Joel Friel began advising athletes from behind the counter of his running store in the 1980s. Within a few years, he was coaching triathletes, helping to create a new niche: personal coach. By the time he retired last year, Friel, author of “The Triathlete’s Training Bible” and of various Web sites, had developed an avid following among generations of elite runners, bikers and triathletes.
What has he learned after 30 years of studying competition and high-level performance? Athletes shouldn’t slow down as they age; keeping up the pace gives them the best chance of staving off decline.
Friel, 70 years old, uses himself as an example. “I’ve been watching [for any noticeable decline] all these years,” he says, “and quite honestly, my performance has remained much the same.”
Every day, Friel gets on his bike for at least two hours, often adding a game of golf or a session of weightlifting. He lives part of the year in Boulder, Colo. — until the temperatures begin to dip — and part in Scottsdale, Ariz. — until the heat is too much for him to take. Although he gave up triathlons seven years ago, he still races bikes. While he was on vacation in Tuscany recently, he stopped pedaling to talk to The Post.
Let’s talk about your physical fitness. You’re now 70 years old.

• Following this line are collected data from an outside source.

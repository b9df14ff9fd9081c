//! Database migrations and initialization.

use sqlx::sqlite::{SqliteConnection, SqlitePool, SqlitePoolOptions};
use std::path::Path;
use tracing::info;

/// Initialize the SQLite database with schema and pragmas.
pub async fn init_db(db_path: &str) -> Result<SqlitePool, sqlx::Error> {
    if let Some(parent) = Path::new(db_path).parent() {
        if !parent.as_os_str().is_empty() {
            std::fs::create_dir_all(parent).ok();
        }
    }

    let pool = SqlitePoolOptions::new()
        .max_connections(5)
        .after_connect(|conn, _meta| Box::pin(async move { configure_pragmas_conn(conn).await }))
        .connect(&format!("sqlite:{}?mode=rwc", db_path))
        .await?;

    run_migrations(&pool).await?;

    info!("Database initialized at {}", db_path);
    Ok(pool)
}

/// Apply the schema. Every statement is `IF NOT EXISTS`, so reruns are safe.
async fn run_migrations(pool: &SqlitePool) -> Result<(), sqlx::Error> {
    info!("Running database migrations...");
    let schema_sql = include_str!("schema.sql");

    for statement in schema_sql.split(';') {
        let trimmed = statement.trim();
        if !trimmed.is_empty() {
            sqlx::query(trimmed).execute(pool).await?;
        }
    }

    info!("Migrations completed");
    Ok(())
}

/// Configure SQLite pragmas for reliability under a single-writer workload.
async fn configure_pragmas_conn(conn: &mut SqliteConnection) -> Result<(), sqlx::Error> {
    use sqlx::Row;

    sqlx::query("PRAGMA foreign_keys = ON")
        .execute(&mut *conn)
        .await?;

    // journal_mode returns the mode actually set; must fetch the result
    let row = sqlx::query("PRAGMA journal_mode = WAL")
        .fetch_one(&mut *conn)
        .await?;
    let journal_mode: String = row.get(0);
    info!("SQLite journal_mode set to: {}", journal_mode);

    sqlx::query("PRAGMA busy_timeout = 5000")
        .execute(&mut *conn)
        .await?;
    sqlx::query("PRAGMA synchronous = NORMAL")
        .execute(&mut *conn)
        .await?;

    Ok(())
}
use axum::extract::{Query, State};
use axum::Json;
use serde::{Deserialize, Serialize};

use crate::api::{parse_pool, AppState};
use crate::domain::{Decimal, Distribution};
use crate::engine::LiquidityLedger;
use crate::error::AppError;

#[derive(Debug, Deserialize)]
#[serde(rename_all = "camelCase")]
pub struct LedgerQuery {
    pub pool: String,
}

#[derive(Debug, Serialize)]
#[serde(rename_all = "camelCase")]
pub struct DistributionDto {
    pub position_id: String,
    pub symbol: String,
    pub allocated_amount: String,
    pub entry_price: String,
    pub current_price: String,
    pub shares: String,
    pub sold_shares: String,
    pub realized_profit_loss: String,
    pub profit_loss: String,
    pub profit_loss_percentage: String,
    pub is_active: bool,
}

impl From<&Distribution> for DistributionDto {
    fn from(dist: &Distribution) -> Self {
        DistributionDto {
            position_id: dist.position_id.to_string(),
            symbol: dist.symbol.to_string(),
            allocated_amount: dist.allocated_amount.to_canonical_string(),
            entry_price: dist.entry_price.to_canonical_string(),
            current_price: dist.current_price.to_canonical_string(),
            shares: dist.shares.to_canonical_string(),
            sold_shares: dist.sold_shares.to_canonical_string(),
            realized_profit_loss: dist.realized_profit_loss.to_canonical_string(),
            profit_loss: dist.profit_loss.to_canonical_string(),
            profit_loss_percentage: dist.profit_loss_percentage.to_canonical_string(),
            is_active: dist.is_active,
        }
    }
}

#[derive(Debug, Serialize)]
#[serde(rename_all = "camelCase")]
pub struct LedgerResponse {
    pub pool: String,
    pub initial_liquidity: String,
    pub total_liquidity: String,
    pub available_liquidity: String,
    pub distributed_liquidity: String,
    pub realized_profit_loss: String,
    pub total_profit_loss: String,
    pub total_profit_loss_percentage: String,
    pub version: i64,
    pub distributions: Vec<DistributionDto>,
}

impl From<&LiquidityLedger> for LedgerResponse {
    fn from(ledger: &LiquidityLedger) -> Self {
        LedgerResponse {
            pool: ledger.pool.to_string(),
            initial_liquidity: ledger.initial_liquidity.to_canonical_string(),
            total_liquidity: ledger.total_liquidity.to_canonical_string(),
            available_liquidity: ledger.available_liquidity.to_canonical_string(),
            distributed_liquidity: ledger.distributed_liquidity.to_canonical_string(),
            realized_profit_loss: ledger.realized_profit_loss.to_canonical_string(),
            total_profit_loss: ledger.total_profit_loss.to_canonical_string(),
            total_profit_loss_percentage: ledger
                .total_profit_loss_percentage
                .to_canonical_string(),
            version: ledger.version,
            distributions: ledger.distributions.iter().map(DistributionDto::from).collect(),
        }
    }
}

/// Full ledger for a pool; a pool never funded reads as zeroed totals.
pub async fn get_ledger(
    Query(params): Query<LedgerQuery>,
    State(state): State<AppState>,
) -> Result<Json<LedgerResponse>, AppError> {
    let pool = parse_pool(&params.pool)?;
    let ledger = state.ledgers.get(pool).await?;
    Ok(Json(LedgerResponse::from(&ledger)))
}

#[derive(Debug, Deserialize)]
#[serde(rename_all = "camelCase")]
pub struct FundRequest {
    pub pool: String,
    /// New capital base; a full re-base, not an increment.
    pub total_liquidity: Decimal,
}

pub async fn fund_ledger(
    State(state): State<AppState>,
    Json(req): Json<FundRequest>,
) -> Result<Json<LedgerResponse>, AppError> {
    let pool = parse_pool(&req.pool)?;
    let ledger = state.ledgers.fund(pool, req.total_liquidity).await?;
    Ok(Json(LedgerResponse::from(&ledger)))
}
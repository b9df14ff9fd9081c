//! Domain types for the pool capital ledger.
//!
//! This module provides:
//! - Lossless numeric handling via the Decimal wrapper
//! - Domain primitives: Pool, PositionId, Symbol
//! - Distribution, the per-position capital slice
//! - Snapshot types for period-return comparison

pub mod decimal;
pub mod distribution;
pub mod primitives;
pub mod snapshot;

pub use decimal::Decimal;
pub use distribution::Distribution;
pub use primitives::{Pool, PoolParseError, PositionId, Symbol};
pub use snapshot::{LiquiditySnapshot, PortfolioSnapshot, SnapshotKind};
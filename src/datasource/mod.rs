//! Position lifecycle source: the external service that owns trading
//! positions.
//!
//! Distributions reference positions by id only; this trait is the lookup
//! side of that weak reference, used by orphan reconciliation to learn
//! whether a backing position still exists and what it last traded at.

use async_trait::async_trait;
use std::fmt;

use crate::domain::{Decimal, PositionId};

pub mod http;
pub mod mock;

pub use http::HttpPositionSource;
pub use mock::MockPositionSource;

/// Lifecycle state of a backing position as the signal service reports it.
#[derive(Debug, Clone, PartialEq, Eq)]
pub struct PositionStatus {
    /// False once the signal service has closed the position.
    pub is_open: bool,
    /// Last price the signal service saw, if it reports one.
    pub last_price: Option<Decimal>,
}

/// Lookup interface for backing positions.
///
/// Implementations must handle retry/backoff; a missing position is
/// `Ok(None)`, not an error.
#[async_trait]
pub trait PositionSource: Send + Sync + fmt::Debug {
    /// Fetch the status of one position, or `None` if the position no
    /// longer exists.
    async fn fetch_position(
        &self,
        position_id: &PositionId,
    ) -> Result<Option<PositionStatus>, PositionSourceError>;
}

/// Error type for position source operations.
#[derive(Debug, Clone)]
pub enum PositionSourceError {
    /// Network error (connection timeout, DNS failure)
    NetworkError(String),
    /// HTTP error (429 rate limit, 5xx server error)
    HttpError { status: u16, message: String },
    /// Parsing error (invalid JSON or malformed response)
    ParseError(String),
    /// Rate limit exceeded
    RateLimited,
    /// Other error
    Other(String),
}

impl fmt::Display for PositionSourceError {
    fn fmt(&self, f: &mut fmt::Formatter<'_>) -> fmt::Result {
        match self {
            PositionSourceError::NetworkError(msg) => write!(f, "Network error: {}", msg),
            PositionSourceError::HttpError { status, message } => {
                write!(f, "HTTP error {}: {}", status, message)
            }
            PositionSourceError::ParseError(msg) => write!(f, "Parse error: {}", msg),
            PositionSourceError::RateLimited => write!(f, "Rate limited"),
            PositionSourceError::Other(msg) => write!(f, "Error: {}", msg),
        }
    }
}

impl std::error::Error for PositionSourceError {}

Back in the late 1970s, I was running a little bit, but not too seriously. Then in 1979, I tried a marathon. Then the next you knew it, I was hooked on marathons. In 1984, triathlon became much more important to me. I tried a few of those and fell in love with that sport.
In 2006, when I started having knee trouble, bone on bone in one of my knees and cartilage around the edges, I realized in talking to people in the medical field that I really had two options: I could quit running or I could have surgery to do some repair of the cartilage.
I decided to stop running, which meant giving up triathlons. I started racing bikes, though, and I’ve been racing bikes every since then.
What have you noticed about aging, both in yourself and in your athletes?
I began to think about this in my 50s. I started reading the research on aging because I thought I’d start seeing a decline and I wanted to know what it meant.
What stood out for me: Performance would slow down in your 50s; there’d be a noticeable decline. But the most noticeable decline would occur someplace around age 70. Until that time, it would be such a small decline, it would be hard to measure.
For me, I’ve not seen a big drop-off yet, although this year for the first time something did begin to concern me. There’s this thing we call in cycling your FTP (functional threshold power), which is a measure of how much power you can put out for an hour. It’s kind of a standard that everything is based on. For the first time in all those years, I had a hard time getting the numbers up.
What did you do?
There is a growing body of evidence that high-intensity training is one way of maintaining aerobic capacity, which seems to be the thing that drops the fastest in aging athletes beyond 50s, 60s and 70s. [High-intensity training] means you are doing things well above the FTP, which are very hard workouts and intervals. I realized I had done what every aging athlete I know of does in my 60s: fewer and fewer interval-type training workouts and more steady-state type workouts and voracious workouts.
So I began to do high-intensity workouts, which I hadn’t done for a year or so. And, sure enough, my numbers have gone up again.
So you’re feel like you’re defying aging?
I am writing a book on that, on aging athletes and what I’ve learned about trying to maintain or improve performance as we get older, knowing that it’s not going to be maintainable until you’re 80-, 90-some years old. There is going to be a drop-off, but it can be slowed; the research supports that.
What’s your day like?
I get up fairly early, by 5 at the latest, typically by 4.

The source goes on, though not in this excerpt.